__REQUIREMENT__. Exactly retype the lines of the material from its first line to the line with "pub fn vendor(&self)", including both.

__RECORDS SUPPLIED__.
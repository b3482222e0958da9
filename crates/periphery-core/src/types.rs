use crate::{
    Result,
    constants::{INTERFACE_USB, UNNAMED_DEVICE_LABEL},
    error::Error,
};
use serde::{Deserialize, Serialize};
use std::collections::BTreeMap;
use std::fmt;

/// Vendor/product identifier pair of a USB device.
///
/// Displays as the reconciliation key `"vvvv:pppp"` (lowercase, zero-padded
/// hex), e.g. `1d6b:0002`.
#[derive(Debug, Clone, Copy, PartialEq, Eq, Hash, PartialOrd, Ord)]
pub struct UsbId {
    vendor: u16,
    product: u16,
}

impl UsbId {
    /// Create a new identifier from raw vendor and product ids.
    #[must_use]
    pub fn new(vendor: u16, product: u16) -> Self {
        Self { vendor, product }
    }

    /// Raw vendor id.
    #[must_use]
    pub fn vendor(&self) -> u16 {
        self.vendor
    }

    /// Raw product id.
    #[must_use]
    pub fn product(&self) -> u16 {
        self.product
    }

    /// Fallback display name for a device whose product name is unknown.
    #[must_use]
    pub fn unnamed_label(&self) -> String {
        format!("{UNNAMED_DEVICE_LABEL} {self}")
    }
}

impl fmt::Display for UsbId {
    fn fmt(&self, f: &mut fmt::Formatter) -> fmt::Result {
        write!(f, "{:04x}:{:04x}", self.vendor, self.product)
    }
}

impl std::str::FromStr for UsbId {
    type Err = Error;

    fn from_str(s: &str) -> Result<Self> {
        let invalid = || Error::InvalidIdentifier(s.to_string());

        let (vendor, product) = s.split_once(':').ok_or_else(invalid)?;
        if vendor.is_empty() || product.is_empty() || vendor.len() > 4 || product.len() > 4 {
            return Err(invalid());
        }

        let vendor = u16::from_str_radix(vendor, 16).map_err(|_| invalid())?;
        let product = u16::from_str_radix(product, 16).map_err(|_| invalid())?;
        Ok(UsbId::new(vendor, product))
    }
}

/// Canonical description of one attached USB peripheral.
///
/// Records are rebuilt from scratch on every discovery cycle. Two records are
/// equal when every field is equal; optional fields that were not resolved are
/// `None` and are omitted from the JSON body rather than sent as `null`.
#[derive(Debug, Clone, PartialEq, Eq, Serialize, Deserialize)]
#[serde(rename_all = "kebab-case")]
pub struct Peripheral {
    /// Reconciliation key, `"vendor:product"`.
    #[serde(default)]
    pub identifier: String,

    /// Product name, or a fallback built from the identifier.
    #[serde(default)]
    pub name: String,

    /// Free-text summary of the device.
    #[serde(default)]
    pub description: String,

    /// Interface kind, always `"USB"` for records built by this agent.
    #[serde(default)]
    pub interface: String,

    /// Classified interface classes in first-seen order, without duplicates.
    #[serde(default)]
    pub classes: Vec<String>,

    /// Whether the device is currently attached.
    #[serde(default)]
    pub available: bool,

    #[serde(default, skip_serializing_if = "Option::is_none")]
    pub vendor: Option<String>,

    #[serde(default, skip_serializing_if = "Option::is_none")]
    pub product: Option<String>,

    /// usbfs node of the device, `/dev/bus/usb/BBB/AAA`.
    #[serde(default, skip_serializing_if = "Option::is_none")]
    pub device_path: Option<String>,

    #[serde(default, skip_serializing_if = "Option::is_none")]
    pub serial_number: Option<String>,

    /// Secondary node (e.g. `/dev/video0`) sharing this device's serial number.
    #[serde(default, skip_serializing_if = "Option::is_none")]
    pub video_device: Option<String>,
}

impl Peripheral {
    /// Create an available USB peripheral with the required fields.
    pub fn new(identifier: impl Into<String>, name: impl Into<String>) -> Self {
        Self {
            identifier: identifier.into(),
            name: name.into(),
            description: String::new(),
            interface: INTERFACE_USB.to_string(),
            classes: Vec::new(),
            available: true,
            vendor: None,
            product: None,
            device_path: None,
            serial_number: None,
            video_device: None,
        }
    }

    /// Set the description.
    pub fn with_description(mut self, description: impl Into<String>) -> Self {
        self.description = description.into();
        self
    }

    /// Set the classified interface classes.
    pub fn with_classes(mut self, classes: Vec<String>) -> Self {
        self.classes = classes;
        self
    }

    /// Set the vendor name. Empty values leave the field unset.
    pub fn with_vendor(mut self, vendor: impl Into<String>) -> Self {
        self.vendor = non_empty(vendor.into());
        self
    }

    /// Set the product name. Empty values leave the field unset.
    pub fn with_product(mut self, product: impl Into<String>) -> Self {
        self.product = non_empty(product.into());
        self
    }

    /// Set the device node path. Empty values leave the field unset.
    pub fn with_device_path(mut self, device_path: impl Into<String>) -> Self {
        self.device_path = non_empty(device_path.into());
        self
    }

    /// Set the serial number. Empty values leave the field unset.
    pub fn with_serial_number(mut self, serial_number: impl Into<String>) -> Self {
        self.serial_number = non_empty(serial_number.into());
        self
    }

    /// Set the associated secondary device node. Empty values leave the field unset.
    pub fn with_video_device(mut self, video_device: impl Into<String>) -> Self {
        self.video_device = non_empty(video_device.into());
        self
    }
}

fn non_empty(value: String) -> Option<String> {
    if value.trim().is_empty() {
        None
    } else {
        Some(value)
    }
}

/// A peripheral record as stored by the registry.
///
/// The registry adds `id`, `version` and `parent` to every record it stores.
/// These fields belong to the registry: they never take part in equality
/// checks and are never sent back on create or update.
#[derive(Debug, Clone, PartialEq, Serialize, Deserialize)]
pub struct RemotePeripheral {
    #[serde(flatten)]
    pub peripheral: Peripheral,

    #[serde(default, skip_serializing_if = "Option::is_none")]
    pub id: Option<serde_json::Value>,

    #[serde(default, skip_serializing_if = "Option::is_none")]
    pub version: Option<u64>,

    #[serde(default, skip_serializing_if = "Option::is_none")]
    pub parent: Option<String>,
}

impl RemotePeripheral {
    /// Wrap a bare record, without registry metadata.
    pub fn new(peripheral: Peripheral) -> Self {
        Self {
            peripheral,
            id: None,
            version: None,
            parent: None,
        }
    }

    /// Drop the registry-owned fields, keeping the comparable record.
    pub fn strip(self) -> Peripheral {
        self.peripheral
    }

    /// Compare against an observed record, ignoring registry-owned fields.
    pub fn matches(&self, observed: &Peripheral) -> bool {
        self.peripheral == *observed
    }
}

/// Parse the registry's USB peripheral listing.
///
/// The registry answers with a JSON object mapping identifier to record.
/// Records that do not repeat their identifier inherit it from the map key.
///
/// # Errors
/// Returns `Error::InvalidRecord` if the body is not such an object.
pub fn parse_registry_listing(body: &str) -> Result<BTreeMap<String, RemotePeripheral>> {
    let mut listing: BTreeMap<String, RemotePeripheral> = serde_json::from_str(body)?;

    for (key, record) in listing.iter_mut() {
        if record.peripheral.identifier.is_empty() {
            record.peripheral.identifier = key.clone();
        }
    }

    Ok(listing)
}
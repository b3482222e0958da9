//! HTTP client for the node's peripheral registry.
//!
//! This module provides the client the discovery agent uses to read and write
//! USB peripheral records through the node's management API.
//!
//! # Architecture
//!
//! ```text
//! Agent (poll loop)
//!     │
//!     ├─> fetch_usb_peripherals ──GET────> {base}/peripheral?parameter=interface&value=USB
//!     ├─> create ─────────────────POST───> {base}/peripheral
//!     ├─> update ─────────────────PUT────> {base}/peripheral/{identifier}
//!     └─> delete ─────────────────DELETE─> {base}/peripheral/{identifier}
//! ```
//!
//! # Example Usage
//!
//! ```no_run
//! use periphery_network::{RegistryApi, RegistryClient, RegistryClientConfig};
//! use std::time::Duration;
//!
//! # async fn example() -> Result<(), Box<dyn std::error::Error>> {
//! let client = RegistryClient::new(RegistryClientConfig {
//!     base_url: "http://localhost:5080/api".to_string(),
//!     timeout: Duration::from_secs(10),
//! })?;
//!
//! let registered = client.fetch_usb_peripherals().await?;
//! for (identifier, record) in &registered {
//!     println!("{identifier}: {}", record.peripheral.name);
//! }
//! # Ok(())
//! # }
//! ```
//!
//! # Design Principles
//!
//! - **No automatic retry**: Each call is attempted once; the poll loop's
//!   next cycle is the retry.
//! - **Bounded**: Every request carries the configured timeout.
//! - **Registry fields stay remote**: Request bodies are bare
//!   [`Peripheral`] records, never `id`/`version`/`parent`.

#![allow(async_fn_in_trait)]

use std::collections::BTreeMap;
use std::time::Duration;

use periphery_core::constants::{
    DEFAULT_REQUEST_TIMEOUT_MS, FILTER_PARAMETER, HEALTHCHECK_PATH, INTERFACE_USB,
    LOCAL_AGENT_ADDRESS, PERIPHERAL_PATH,
};
use periphery_core::{Peripheral, RemotePeripheral, parse_registry_listing};
use reqwest::{Method, StatusCode, Url};
use thiserror::Error;
use tracing::{debug, trace, warn};

/// Configuration for the registry client
///
/// # Example
///
/// ```
/// use periphery_network::RegistryClientConfig;
/// use std::time::Duration;
///
/// let config = RegistryClientConfig {
///     base_url: "http://agent.nuvlabox/api".to_string(),
///     timeout: Duration::from_secs(5),
/// };
/// ```
#[derive(Debug, Clone)]
pub struct RegistryClientConfig {
    /// Base URL of the management API, e.g. `http://localhost:5080/api`
    pub base_url: String,

    /// Timeout for every HTTP call
    pub timeout: Duration,
}

impl Default for RegistryClientConfig {
    fn default() -> Self {
        Self {
            base_url: format!("http://{LOCAL_AGENT_ADDRESS}/api"),
            timeout: Duration::from_millis(DEFAULT_REQUEST_TIMEOUT_MS),
        }
    }
}

/// Errors that can occur during registry operations
#[derive(Debug, Error)]
pub enum RegistryError {
    /// Base URL cannot be used to build request URLs
    #[error("Invalid registry URL: {0}")]
    InvalidUrl(String),

    /// Request did not complete within the timeout
    #[error("Request timeout after {0}ms")]
    Timeout(u64),

    /// Connection-level failure
    #[error("Transport error: {0}")]
    Transport(String),

    /// Registry answered with a non-success status
    #[error("Registry returned {status}: {body}")]
    Status { status: u16, body: String },

    /// Response body could not be decoded
    #[error("Invalid registry response: {0}")]
    Decode(String),
}

/// Operations the agent performs against the peripheral registry.
///
/// [`RegistryClient`] implements this over HTTP; tests substitute in-memory
/// registries.
pub trait RegistryApi: Send + Sync {
    /// Whether the management API reports itself ready.
    async fn is_healthy(&self) -> bool;

    /// Registered USB peripherals, keyed by identifier.
    async fn fetch_usb_peripherals(
        &self,
    ) -> Result<BTreeMap<String, RemotePeripheral>, RegistryError>;

    /// Register a new peripheral.
    async fn create(&self, peripheral: &Peripheral) -> Result<(), RegistryError>;

    /// Replace the record registered under `identifier`.
    async fn update(&self, identifier: &str, peripheral: &Peripheral)
    -> Result<(), RegistryError>;

    /// Remove the record registered under `identifier`.
    async fn delete(&self, identifier: &str) -> Result<(), RegistryError>;
}

/// HTTP client for the peripheral registry
pub struct RegistryClient {
    /// Base URL of the management API
    base_url: Url,

    /// Shared HTTP client with the configured timeout
    http: reqwest::Client,

    /// Timeout applied to every request
    timeout: Duration,
}

impl RegistryClient {
    /// Create a new registry client with the given configuration
    ///
    /// # Errors
    ///
    /// Returns an error if the base URL is not an absolute `http(s)` URL or
    /// the HTTP client cannot be built.
    ///
    /// # Example
    ///
    /// ```
    /// use periphery_network::{RegistryClient, RegistryClientConfig};
    ///
    /// let client = RegistryClient::new(RegistryClientConfig::default()).unwrap();
    /// assert_eq!(client.base_url().as_str(), "http://localhost:5080/api");
    /// ```
    pub fn new(config: RegistryClientConfig) -> Result<Self, RegistryError> {
        let base_url = Url::parse(&config.base_url)
            .map_err(|e| RegistryError::InvalidUrl(format!("{}: {e}", config.base_url)))?;
        if base_url.cannot_be_a_base() || !matches!(base_url.scheme(), "http" | "https") {
            return Err(RegistryError::InvalidUrl(config.base_url));
        }

        let http = reqwest::Client::builder()
            .timeout(config.timeout)
            .user_agent(concat!("periphery/", env!("CARGO_PKG_VERSION")))
            .build()
            .map_err(|e| RegistryError::Transport(e.to_string()))?;

        debug!("Creating registry client for {}", base_url);

        Ok(Self {
            base_url,
            http,
            timeout: config.timeout,
        })
    }

    /// Base URL of the management API
    pub fn base_url(&self) -> &Url {
        &self.base_url
    }

    /// Build `{base}/{segments...}`, percent-encoding each segment
    fn endpoint(&self, segments: &[&str]) -> Result<Url, RegistryError> {
        let mut url = self.base_url.clone();
        url.path_segments_mut()
            .map_err(|_| RegistryError::InvalidUrl(self.base_url.to_string()))?
            .pop_if_empty()
            .extend(segments);
        Ok(url)
    }

    fn peripheral_url(&self, identifier: Option<&str>) -> Result<Url, RegistryError> {
        let collection = PERIPHERAL_PATH.trim_start_matches('/');
        match identifier {
            Some(identifier) => self.endpoint(&[collection, identifier]),
            None => self.endpoint(&[collection]),
        }
    }

    /// Send a request and fail on transport errors or non-success statuses
    async fn send(
        &self,
        method: Method,
        url: Url,
        body: Option<&Peripheral>,
    ) -> Result<reqwest::Response, RegistryError> {
        trace!(%method, %url, "Sending registry request");

        let mut request = self.http.request(method.clone(), url.clone());
        if let Some(body) = body {
            request = request.json(body);
        }

        let response = request.send().await.map_err(|e| self.transport_error(e))?;
        let status = response.status();
        if !status.is_success() {
            let body = response.text().await.unwrap_or_default();
            warn!(%method, %url, status = status.as_u16(), "Registry request rejected");
            return Err(RegistryError::Status {
                status: status.as_u16(),
                body,
            });
        }

        Ok(response)
    }

    fn transport_error(&self, error: reqwest::Error) -> RegistryError {
        if error.is_timeout() {
            RegistryError::Timeout(self.timeout.as_millis() as u64)
        } else {
            RegistryError::Transport(error.to_string())
        }
    }
}

impl RegistryApi for RegistryClient {
    async fn is_healthy(&self) -> bool {
        let Ok(url) = self.endpoint(&[HEALTHCHECK_PATH.trim_start_matches('/')]) else {
            return false;
        };

        match self.http.get(url).send().await {
            Ok(response) => response.status() == StatusCode::OK,
            Err(e) => {
                trace!("Health check failed: {}", e);
                false
            }
        }
    }

    async fn fetch_usb_peripherals(
        &self,
    ) -> Result<BTreeMap<String, RemotePeripheral>, RegistryError> {
        let mut url = self.peripheral_url(None)?;
        url.query_pairs_mut()
            .append_pair("parameter", FILTER_PARAMETER)
            .append_pair("value", INTERFACE_USB);

        debug!("Getting existing USB peripherals through {}", url);
        let response = self.send(Method::GET, url, None).await?;
        let body = response
            .text()
            .await
            .map_err(|e| self.transport_error(e))?;

        let listing =
            parse_registry_listing(&body).map_err(|e| RegistryError::Decode(e.to_string()))?;
        debug!(count = listing.len(), "Fetched registered USB peripherals");
        Ok(listing)
    }

    async fn create(&self, peripheral: &Peripheral) -> Result<(), RegistryError> {
        let url = self.peripheral_url(None)?;
        self.send(Method::POST, url, Some(peripheral)).await?;
        Ok(())
    }

    async fn update(
        &self,
        identifier: &str,
        peripheral: &Peripheral,
    ) -> Result<(), RegistryError> {
        let url = self.peripheral_url(Some(identifier))?;
        self.send(Method::PUT, url, Some(peripheral)).await?;
        Ok(())
    }

    async fn delete(&self, identifier: &str) -> Result<(), RegistryError> {
        let url = self.peripheral_url(Some(identifier))?;
        self.send(Method::DELETE, url, None).await?;
        Ok(())
    }
}

#[cfg(test)]
mod tests {
    use super::*;

    fn client(base_url: &str) -> RegistryClient {
        RegistryClient::new(RegistryClientConfig {
            base_url: base_url.to_string(),
            timeout: Duration::from_millis(100),
        })
        .unwrap()
    }

    #[test]
    fn test_config_default() {
        let config = RegistryClientConfig::default();
        assert_eq!(config.base_url, "http://localhost:5080/api");
        assert_eq!(config.timeout.as_millis(), 10_000);
    }

    #[test]
    fn test_invalid_base_url() {
        for base_url in ["not a url", "localhost:5080/api", "ftp://agent/api"] {
            let result = RegistryClient::new(RegistryClientConfig {
                base_url: base_url.to_string(),
                timeout: Duration::from_secs(1),
            });
            assert!(
                matches!(result, Err(RegistryError::InvalidUrl(_))),
                "{base_url}"
            );
        }
    }

    #[test]
    fn test_peripheral_urls() {
        let client = client("http://agent.nuvlabox/api");
        assert_eq!(
            client.peripheral_url(None).unwrap().as_str(),
            "http://agent.nuvlabox/api/peripheral"
        );
        assert_eq!(
            client.peripheral_url(Some("046d:0825")).unwrap().as_str(),
            "http://agent.nuvlabox/api/peripheral/046d:0825"
        );
    }

    #[test]
    fn test_trailing_slash_in_base_url() {
        let client = client("http://localhost:5080/api/");
        assert_eq!(
            client.peripheral_url(None).unwrap().as_str(),
            "http://localhost:5080/api/peripheral"
        );
    }

    #[test]
    fn test_identifier_is_a_single_path_segment() {
        let client = client("http://localhost:5080/api");
        assert_eq!(
            client.peripheral_url(Some("a/b")).unwrap().as_str(),
            "http://localhost:5080/api/peripheral/a%2Fb"
        );
    }

    #[tokio::test]
    async fn test_unreachable_registry_is_unhealthy() {
        // RFC 5737 TEST-NET-1, nothing answers there
        let client = client("http://192.0.2.1:9999/api");
        assert!(!client.is_healthy().await);
    }

    #[tokio::test]
    async fn test_fetch_from_unreachable_registry() {
        let client = client("http://192.0.2.1:9999/api");
        let result = client.fetch_usb_peripherals().await;
        assert!(matches!(
            result,
            Err(RegistryError::Timeout(_)) | Err(RegistryError::Transport(_))
        ));
    }
}
use periphery_hardware::HardwareError;
use periphery_network::RegistryError;
use thiserror::Error;

/// Reasons a discovery cycle is abandoned before reconciling.
///
/// Neither is fatal: the poll loop logs the error and tries again at the
/// next scheduled cycle.
#[derive(Error, Debug)]
pub enum CycleError {
    #[error("Failed to fetch registered USB peripherals: {0}")]
    RemoteFetch(#[from] RegistryError),

    #[error("Failed to enumerate USB devices: {0}")]
    Enumeration(#[from] HardwareError),
}

impl CycleError {
    /// Short label for log fields
    pub fn stage(&self) -> &'static str {
        match self {
            CycleError::RemoteFetch(_) => "fetch",
            CycleError::Enumeration(_) => "enumerate",
        }
    }
}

__ANSWER BOX__.
repository b3482222e0958da9
filename crates/periphery-core/src/types.rs
use crate::{
    Result,
    constants::{INTERFACE_USB, UNNAMED_DEVICE_LABEL},
    error::Error,
};
use serde::{Deserialize, Serialize};
use std::collections::BTreeMap;
use std::fmt;

/// Vendor/product identifier pair of a USB device.
///
/// Displays as the reconciliation key `"vvvv:pppp"` (lowercase, zero-padded
/// hex), e.g. `1d6b:0002`.
#[derive(Debug, Clone, Copy, PartialEq, Eq, Hash, PartialOrd, Ord)]
pub struct UsbId {
    vendor: u16,
    product: u16,
}

impl UsbId {
    /// Create a new identifier from raw vendor and product ids.
    #[must_use]
    pub fn new(vendor: u16, product: u16) -> Self {
        Self { vendor, product }
    }

    /// Raw vendor id.
    #[must_use]
    pub fn vendor(&self) -> u16 {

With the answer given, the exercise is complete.